Se a pessoa não responder, é previsto que haja ainda três tentativas de localização. É obrigatória a publicação de um edital no Diário Oficial da União avisando sobre o eminente bloqueio do repasse.
“O BPC tem um nível de estabilidade muito próximo ao do benefício da aposentadoria”, diz Leonel.
É por isso que o governo prepara um decreto para mudar as regras de cancelamento, o que deve reduzir o tempo do processo para três meses.
Se o benefício aparecer como irregular no cruzamento de dados, o texto prevê que sua retirada só pode ser feita na boca do caixa.
“O funcionário do banco permitirá o saque, mas avisará sobre a situação. Isso ocorrerá três vezes consecutivas, e se o beneficiário não comprovar seu direito, terá o repasse cancelado”, afirma o ministro.
O decreto está em finalização e deve sair, de acordo com ele, nos próximos meses.
Em 1996, três anos após sua criação, o BPC tinha 346 mil pessoas cadastradas recebendo o , número que saltou para 4,5 milhões listados no ano passado.
É exatamente por esse forte crescimento que a revisão e modernização do programa é necessária, afirma o economista Marcelo Neri, diretor do FGV Social e ex-presidente do Ipea (Instituto de Pesquisa Econômica Aplicada).
“É importante ter checagem dos dados, e o ideal seria que o programa fosse totalmente integrado ao cadastro único, que é um processo que já está acontecendo”, afirma.
“O programa tem de estar ajustado, pois será cada vez mais necessário”, diz Neri.

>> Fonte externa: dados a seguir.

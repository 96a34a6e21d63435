//! The completion backend capability and its request types.

use std::fmt;
use std::pin::Pin;

use async_trait::async_trait;
use futures::Stream;
use serde::{Deserialize, Serialize};

use crate::error::Result;

/// Who authored a prompt message.
#[derive(Debug, Clone, Copy, PartialEq, Eq, Hash, Serialize, Deserialize)]
#[serde(rename_all = "lowercase")]
pub enum PromptRole {
    /// Instruction and retrieved context.
    System,
    User,
    Assistant,
}

impl fmt::Display for PromptRole {
    fn fmt(&self, f: &mut fmt::Formatter<'_>) -> fmt::Result {
        f.write_str(match self {
            PromptRole::System => "system",
            PromptRole::User => "user",
            PromptRole::Assistant => "assistant",
        })
    }
}

/// One message of a chat prompt.
#[derive(Debug, Clone, PartialEq, Serialize, Deserialize)]
pub struct PromptMessage {
    /// Author of the message.
    pub role: PromptRole,
    /// Message text.
    pub content: String,
}

impl PromptMessage {
    /// A system message.
    pub fn system(content: impl Into<String>) -> Self {
        Self { role: PromptRole::System, content: content.into() }
    }

    /// A user message.
    pub fn user(content: impl Into<String>) -> Self {
        Self { role: PromptRole::User, content: content.into() }
    }

    /// An assistant message.
    pub fn assistant(content: impl Into<String>) -> Self {
        Self { role: PromptRole::Assistant, content: content.into() }
    }
}

/// A chat completion request.
#[derive(Debug, Clone, Default, PartialEq, Serialize, Deserialize)]
pub struct CompletionRequest {
    /// Messages in conversation order, system instruction first.
    pub messages: Vec<PromptMessage>,
    /// Sampling temperature; backend default when unset.
    #[serde(skip_serializing_if = "Option::is_none")]
    pub temperature: Option<f32>,
}

impl CompletionRequest {
    /// A request for `messages` with the backend's default sampling.
    pub fn new(messages: Vec<PromptMessage>) -> Self {
        Self { messages, temperature: None }
    }

    /// Set the sampling temperature.
    pub fn with_temperature(mut self, temperature: f32) -> Self {
        self.temperature = Some(temperature);
        self
    }
}

/// Incremental text chunks in backend emission order. The stream ending
/// without an error is the end-of-response signal, so a backend must yield an
/// error when the response is cut off.
pub type CompletionStream = Pin<Box<dyn Stream<Item = Result<String>> + Send>>;

/// A language model that answers a chat prompt as a stream of text chunks.
///
/// Dropping the returned stream must abort the in-flight request where the
/// transport allows it.
#[async_trait]
pub trait CompletionBackend: Send + Sync {
    /// Model or backend name, for logging.
    fn name(&self) -> &str;

    /// Start a streaming completion.
    ///
    /// Resolves once the backend has accepted the request; chunks then arrive
    /// through the returned stream.
    async fn stream(&self, request: CompletionRequest) -> Result<CompletionStream>;
}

Para ele, o BPC é a ação social mais importante depois do Bolsa Família.
“É um programa que tem um impacto importante sobre a pobreza e, portanto, sobre a macroeconomia”, afirma o pesquisador.
Um levantamento feito por Neri mostra que cada R$ 1 gasto com o BPC tem um impacto de R$ 1,19 no PIB (Produto Interno Bruto).
Leonel, da CGU, lembra que é natural que um programa que paga benefícios a deficientes e idosos apresente forte crescimento.
“É comum as pessoas só saírem do programa quando morrem, e não porque mudam de faixa de renda”, diz o secretário da CGU. “Daí também que vem a necessidade de os recursos serem bem gastos.